= Exercise directions =
Restrict the output to the lines below starting at the one that contains "section offers none." and ending at the one that contains "fn default_audio_extensions() ->", and restate them word for word, both ends included.

Collected data entries
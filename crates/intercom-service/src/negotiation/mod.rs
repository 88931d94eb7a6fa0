//! SDP ⇄ endpoint-description negotiation.
//!
//! Pure functions, no I/O. Two flows share only the helpers in this module:
//!
//! - `server_offer` - the broker builds the offer from a freshly allocated
//!   endpoint and later folds the client's answer back into it.
//! - `client_offer` - WHIP/WHEP: the client offers, the broker rewrites the
//!   endpoint from that offer and produces the answer.

mod client_offer;
mod server_offer;

pub use client_offer::{configure_from_offer, create_answer};
pub use server_offer::{apply_answer, create_offer};

use crate::bridge::types::{IceCandidate, RtpHeaderExtension};
use crate::sdp::{Candidate, ExtMap, MediaSection};
use rand::distributions::Alphanumeric;
use rand::Rng;

pub(crate) const OPUS: &str = "opus";
pub(crate) const RTX: &str = "rtx";

/// Video codecs the bridge forwards.
pub(crate) const SUPPORTED_VIDEO_CODECS: [&str; 3] = ["VP8", "H264", "VP9"];

pub(crate) const SSRC_AUDIO_LEVEL_URI: &str = "urn:ietf:params:rtp-hdrext:ssrc-audio-level";
pub(crate) const ABS_SEND_TIME_URI: &str =
    "http://www.webrtc.org/experiments/rtp-hdrext/abs-send-time";
pub(crate) const RTP_STREAM_ID_URI: &str = "urn:ietf:params:rtp-hdrext:sdes:rtp-stream-id";

const AUDIO_EXTENSIONS: [&str; 2] = [SSRC_AUDIO_LEVEL_URI, ABS_SEND_TIME_URI];
const VIDEO_EXTENSIONS: [&str; 2] = [ABS_SEND_TIME_URI, RTP_STREAM_ID_URI];

/// Extension ids used when an offer carries no usable audio extensions.
const DEFAULT_AUDIO_EXTENSION_IDS: [(u8, &str); 2] =
    [(1, SSRC_AUDIO_LEVEL_URI), (3, ABS_SEND_TIME_URI)];

/// Throwaway per-SSRC identifiers that make a generated offer well formed.
#[derive(Debug, Clone, PartialEq, Eq)]
pub struct MediaStreamInfo {
    pub ssrc: u32,
    pub cname: String,
    pub mslabel: String,
    pub label: String,
}

impl MediaStreamInfo {
    /// One fresh set of identifiers per SSRC.
    pub fn generate(ssrcs: &[u32]) -> Vec<Self> {
        ssrcs
            .iter()
            .map(|&ssrc| Self {
                ssrc,
                cname: random_token(16),
                mslabel: random_token(36),
                label: random_token(36),
            })
            .collect()
    }
}

fn random_token(len: usize) -> String {
    rand::thread_rng()
        .sample_iter(&Alphanumeric)
        .take(len)
        .map(char::from)
        .collect()
}

/// SDP candidate → bridge candidate. Generation defaults to 0, network to 1.
pub(crate) fn to_bridge_candidate(candidate: &Candidate) -> IceCandidate {
    IceCandidate {
        generation: candidate.generation.unwrap_or(0),
        component: candidate.component,
        protocol: candidate.protocol.to_lowercase(),
        port: candidate.port,
        ip: candidate.ip.clone(),
        rel_port: candidate.rel_port,
        rel_addr: candidate.rel_addr.clone(),
        foundation: candidate.foundation.clone(),
        priority: candidate.priority,
        kind: candidate.kind.clone(),
        network: candidate.network_id.unwrap_or(1),
    }
}

/// Bridge candidate → SDP candidate.
pub(crate) fn to_sdp_candidate(candidate: &IceCandidate) -> Candidate {
    Candidate {
        foundation: candidate.foundation.clone(),
        component: candidate.component,
        protocol: candidate.protocol.clone(),
        priority: candidate.priority,
        ip: candidate.ip.clone(),
        port: candidate.port,
        kind: candidate.kind.clone(),
        rel_addr: candidate.rel_addr.clone(),
        rel_port: candidate.rel_port,
        generation: Some(candidate.generation),
        network_id: None,
        extensions: Vec::new(),
    }
}

/// The answerer's DTLS role for an offered `setup` value.
pub(crate) fn flip_setup(offered: &str) -> &'static str {
    match offered.trim() {
        "active" => "passive",
        _ => "active",
    }
}

/// Audio header extensions for the answer: the offered ones on the
/// allow-list, or the default pair when none are.
pub(crate) fn audio_extensions(section: &MediaSection) -> Vec<ExtMap> {
    let offered = filter_extensions(section, &AUDIO_EXTENSIONS);
    if !offered.is_empty() {
        return offered;
    }
    default_audio_extensions()
}

/// Audio header extensions for the configure call: every offered one with
/// its offered id, or the default pair when the section offers none.
pub(crate) fn offered_audio_extensions(section: &MediaSection) -> Vec<ExtMap> {
    if section.extmaps.is_empty() {
        return default_audio_extensions();
    }
    section.extmaps.clone()
}

fn default_audio_extensions() -> Vec<ExtMap> {
    DEFAULT_AUDIO_EXTENSION_IDS
        .iter()
        .map(|(id, uri)| ExtMap {
            id: *id,
            direction: None,
            uri: (*uri).to_string(),
            attributes: None,
        })
        .collect()
}

/// Offered video header extensions on the allow-list.
pub(crate) fn video_extensions(section: &MediaSection) -> Vec<ExtMap> {
    filter_extensions(section, &VIDEO_EXTENSIONS)
}

fn filter_extensions(section: &MediaSection, allowed: &[&str]) -> Vec<ExtMap> {
    section
        .extmaps
        .iter()
        .filter(|ext| allowed.contains(&ext.uri.as_str()))
        .cloned()
        .collect()
}

pub(crate) fn to_bridge_extensions(extmaps: &[ExtMap]) -> Vec<RtpHeaderExtension> {
    extmaps
        .iter()
        .map(|ext| RtpHeaderExtension {
            id: ext.id,
            uri: ext.uri.clone(),
        })
        .collect()
}

/// Payload id of the first `rtpmap` in `section` whose encoding is `name`,
/// in `m=` line order.
pub(crate) fn payload_for_codec(section: &MediaSection, name: &str) -> Option<u8> {
    section.payload_ids().into_iter().find(|&pt| {
        section
            .rtpmap(pt)
            .is_some_and(|map| map.encoding.eq_ignore_ascii_case(name))
    })
}

/// The RTX payload whose `apt` points at `primary`.
pub(crate) fn rtx_for(section: &MediaSection, primary: u8) -> Option<u8> {
    section.payload_ids().into_iter().find(|&pt| {
        section
            .rtpmap(pt)
            .is_some_and(|map| map.encoding.eq_ignore_ascii_case(RTX))
            && section
                .fmtp(pt)
                .and_then(|fmtp| fmtp.parameter("apt"))
                .and_then(|apt| apt.parse::<u8>().ok())
                == Some(primary)
    })
}

/// The video codec the bridge will be configured with: the first offered
/// payload, in `m=` line order, whose codec the bridge forwards.
pub(crate) fn select_video_codec(section: &MediaSection) -> Option<u8> {
    section.payload_ids().into_iter().find(|&pt| {
        section.rtpmap(pt).is_some_and(|map| {
            SUPPORTED_VIDEO_CODECS
                .iter()
                .any(|codec| map.encoding.eq_ignore_ascii_case(codec))
        })
    })
}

= Answer space =
/// its offered id, or the default pair when the section offers none.
pub(crate) fn offered_audio_extensions(section: &MediaSection) -> Vec<ExtMap> {
    if section.extmaps.is_empty() {
        return default_audio_extensions();
    }
    section.extmaps.clone()
}

fn default_audio_extensions() -> Vec<ExtMap> {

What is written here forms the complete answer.